Before 2008, Canons 4 and 5 of Fla. Code Jud. Conduct contained blanket prohibitions that prevented a judge from engaging in fundraising activities in the judge’s quasi-judicial or extrajudicial activities. In May 2008, the Supreme Court of Florida amended Fla. Code Jud. Conduct, Canons 4 and 5 to allow for judicial participation in fundraising in the context of “quasi-judicial activities” and “extrajudicial activities” concerning the law, the legal system, and the administration of justice. See In re Amendments to the Code of Judicial Conduct-Limitations on Judges’ Participation in Fundraising Activities, 983 So. 2d 550 (Fla. 2008).

The Florida Supreme Court’s Amendment to Canon 4 imposes obligations on a judge who undertakes any activities pursuant to Canon 4, including Canon 4D(2)(b), to ensure that the activity does not violate the proscriptions in Canon 4A(1)-(6):

A. A judge shall conduct all of the judge’s quasi-judicial activities so that they do not:

(1) cast reasonable doubt on the judge’s capacity to act impartially as a judge;
(2) undermine the judge’s independence, integrity or impartiality;
(3) demean the judicial office;
(4) interfere with the proper performance of judicial activities;
(5) lead to frequent disqualification of the judge; or
(6) appear to a reasonable person to be coercive.
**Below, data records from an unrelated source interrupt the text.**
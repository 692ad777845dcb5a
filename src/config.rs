use crate::search::SearchConfig;
use serde::{Deserialize, Serialize};
use std::path::PathBuf;

/// Main application configuration
#[derive(Debug, Clone, Serialize, Deserialize)]
pub struct Config {
    /// Server configuration
    pub server: ServerConfig,

    /// State backend configuration
    pub state: StateConfig,

    /// Search engine configuration
    #[serde(default)]
    pub search: SearchConfig,

    /// Observability configuration
    #[serde(default)]
    pub observability: ObservabilityConfig,
}

impl Config {
    /// Load configuration from file and environment
    pub fn load() -> Result<Self, config::ConfigError> {
        let config_path =
            std::env::var("CONFIG_PATH").unwrap_or_else(|_| "config/default.toml".to_string());

        config::Config::builder()
            // Start with default values
            .add_source(config::File::from_str(
                include_str!("../config/default.toml"),
                config::FileFormat::Toml,
            ))
            // Override with config file if it exists
            .add_source(config::File::with_name(&config_path).required(false))
            // Override with environment variables (prefix: FORUM_)
            .add_source(
                config::Environment::with_prefix("FORUM")
                    .separator("__")
                    .try_parsing(true),
            )
            .build()?
            .try_deserialize()
    }
}

#[derive(Debug, Clone, Serialize, Deserialize)]
pub struct ServerConfig {
    /// HTTP server host
    #[serde(default = "default_host")]
    pub host: String,

    /// HTTP server port
    #[serde(default = "default_http_port")]
    pub http_port: u16,
}

#[derive(Debug, Clone, Serialize, Deserialize)]
pub struct StateConfig {
    /// State backend type
    #[serde(default)]
    pub backend: StateBackend,

    /// Path for the embedded database (sled)
    pub path: Option<PathBuf>,
}

#[derive(Debug, Clone, Serialize, Deserialize, Default, PartialEq)]
#[serde(rename_all = "snake_case")]
pub enum StateBackend {
    #[default]
    Sled,
    Memory,
}

#[derive(Debug, Clone, Serialize, Deserialize)]
pub struct ObservabilityConfig {
    /// Log level
    #[serde(default = "default_log_level")]
    pub log_level: String,

    /// Enable JSON logging
    #[serde(default)]
    pub json_logs: bool,
}

impl Default for ObservabilityConfig {
    fn default() -> Self {
        Self {
            log_level: default_log_level(),
            json_logs: false,
        }
    }
}

fn default_host() -> String {
    "0.0.0.0".to_string()
}

fn default_http_port() -> u16 {
    8080
}

fn default_log_level() -> String {
    "info".to_string()
}

#[cfg(test)]
mod tests {
    use super::*;

    #[test]
    fn test_embedded_defaults_parse() {
        let config: Config = config::Config::builder()
            .add_source(config::File::from_str(
                include_str!("../config/default.toml"),
                config::FileFormat::Toml,
            ))
            .build()
            .unwrap()
            .try_deserialize()
            .unwrap();

        assert_eq!(config.server.http_port, 8080);
        assert_eq!(config.state.backend, StateBackend::Sled);
        assert_eq!(config.search.max_deep_search_count, 1000);
        assert_eq!(config.search.default_page_size, 20);
    }
}
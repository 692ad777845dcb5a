//! Federated full-text thread search.
//!
//! Threads and comments are separate documents in the tantivy index, while
//! the canonical thread records live in the primary store. A search request
//! is answered in two stages connected only by a set of thread identifiers:
//!
//! ```text
//! ┌─────────────────────────────────────────────────┐
//! │          ThreadSearchService                     │
//! ├─────────────────────────────────────────────────┤
//! │  params ─► filter + sort criteria               │
//! │  tantivy ─► candidate thread-id set             │
//! │    (empty? one corrected retry, never more)     │
//! │  primary store ─► canonical records             │
//! │  sort + slice ─► ThreadSearchOutcome            │
//! └─────────────────────────────────────────────────┘
//! ```
//!
//! The index query is recency-sorted and capped at
//! `max_deep_search_count` documents: very common terms can match more
//! documents than the cap, and threads past it are silently dropped. That is
//! an accepted latency/recall tradeoff, not a bug.

mod config;
mod document;
mod error;
mod index;
mod query;
mod service;
mod suggest;

pub use config::SearchConfig;
pub use document::{build_content_schema, ContentDocument, ContentKind};
pub use error::{SearchError, SearchResult};
pub use index::{IndexManager, IndexStats};
pub use query::{
    resolve_sort_criteria, InvalidSortKey, QueryBuilder, SortCriteria, SortOrder,
    ThreadSearchFilter, ThreadSearchParams,
};
pub use service::{ThreadSearchOutcome, ThreadSearchService};
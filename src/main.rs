use forum_comments_service::{
    api::{build_router, AppState},
    config::Config,
    search::ThreadSearchService,
    state::create_store,
};
use std::sync::Arc;
use tracing_subscriber::{layer::SubscriberExt, util::SubscriberInitExt};

#[tokio::main]
async fn main() -> Result<(), Box<dyn std::error::Error>> {
    // Load configuration
    let config = Config::load().map_err(|e| {
        eprintln!("Failed to load configuration: {}", e);
        e
    })?;

    // Initialize tracing; RUST_LOG wins over the configured level
    let env_filter = tracing_subscriber::EnvFilter::try_from_default_env().unwrap_or_else(|_| {
        format!(
            "forum_comments_service={},tower_http=info",
            config.observability.log_level
        )
        .into()
    });

    let registry = tracing_subscriber::registry().with(env_filter);
    if config.observability.json_logs {
        registry
            .with(tracing_subscriber::fmt::layer().json())
            .init();
    } else {
        registry.with(tracing_subscriber::fmt::layer()).init();
    }

    tracing::info!(
        "Starting forum-comments-service v{}",
        env!("CARGO_PKG_VERSION")
    );

    // Initialize storage backend
    tracing::info!("Storage backend: {:?}", config.state.backend);
    let store = create_store(&config.state).await?;
    tracing::info!("✅ Storage backend initialized");

    // Initialize the search service
    tracing::info!(index_path = ?config.search.index_path, "Opening search index");
    let search = Arc::new(ThreadSearchService::new(config.search.clone(), store.clone()).await?);
    let stats = search.get_stats().await?;
    tracing::info!(
        documents = stats.total_documents,
        "✅ Search index initialized"
    );

    // Build HTTP router
    let app_state = AppState::new(store, search);
    let app = build_router(app_state);

    // Start HTTP server
    let http_addr = format!("{}:{}", config.server.host, config.server.http_port);
    let listener = tokio::net::TcpListener::bind(&http_addr).await?;

    tracing::info!("🚀 HTTP API server listening on http://{}", http_addr);
    tracing::info!("   Health check: http://{}/health", http_addr);
    tracing::info!("   Thread search: http://{}/v1/search/threads", http_addr);

    let server = tokio::spawn(async move {
        if let Err(e) = axum::serve(listener, app).await {
            tracing::error!("HTTP server error: {}", e);
        }
    });

    tokio::select! {
        _ = server => {
            tracing::warn!("HTTP server stopped");
        }
        _ = tokio::signal::ctrl_c() => {
            tracing::info!("Shutdown signal received");
        }
    }

    tracing::info!("Shutting down gracefully...");
    Ok(())
}
//! Error types for search operations

use crate::error::AppError;

/// Result type for search operations
pub type SearchResult<T> = std::result::Result<T, SearchError>;

/// Errors that can occur during search operations
#[derive(Debug, thiserror::Error)]
pub enum SearchError {
    /// Index initialization failed
    #[error("Index initialization failed: {0}")]
    IndexInitFailed(String),

    /// Query parsing failed
    #[error("Query parsing failed: {0}")]
    QueryParsingFailed(String),

    /// Search execution failed
    #[error("Search execution failed: {0}")]
    SearchFailed(String),

    /// Document indexing failed
    #[error("Document indexing failed: {0}")]
    IndexingFailed(String),

    /// Document deletion failed
    #[error("Document deletion failed: {0}")]
    DeletionFailed(String),

    /// Suggestion lookup failed
    #[error("Suggestion lookup failed: {0}")]
    SuggestionFailed(String),

    /// IO error
    #[error("IO error: {0}")]
    IoError(#[from] std::io::Error),

    /// Tantivy error
    #[error("Tantivy error: {0}")]
    TantivyError(String),
}

impl From<tantivy::TantivyError> for SearchError {
    fn from(err: tantivy::TantivyError) -> Self {
        SearchError::TantivyError(err.to_string())
    }
}

impl From<tantivy::query::QueryParserError> for SearchError {
    fn from(err: tantivy::query::QueryParserError) -> Self {
        SearchError::QueryParsingFailed(err.to_string())
    }
}

impl From<SearchError> for AppError {
    fn from(err: SearchError) -> Self {
        match err {
            SearchError::IoError(err) => AppError::Internal(err.to_string()),
            _ => AppError::Search(err.to_string()),
        }
    }
}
As stated in JEAC Op. 08-17: “The onus is on the judge who agrees to participate in a fundraiser pursuant to Canon 4D(2)(b) to determine that none of the prohibitions in Canons 4A (1)-(6) exist. The judge also has a continuing obligation to remain vigilant that none of the prohibitions in Canon 4A(1)-(6) are violated. If the judge becomes aware that any of these prohibitions are being violated, then the judge must take corrective action which may include withdrawing from participation in the event.”

With the 2008 amendments, Canon 4D(2)(b) permits a judge to participate in a fundraising event, (such as being the event speaker), if it meets two criteria:

(1) the event is sponsored by an organization or governmental entity that is devoted to the improvement of the law, the legal system, the judicial branch or the administration of justice, and

(2) the event concerns the law, the legal system, or the administration of justice and the funds raised will be used for a law-related purpose.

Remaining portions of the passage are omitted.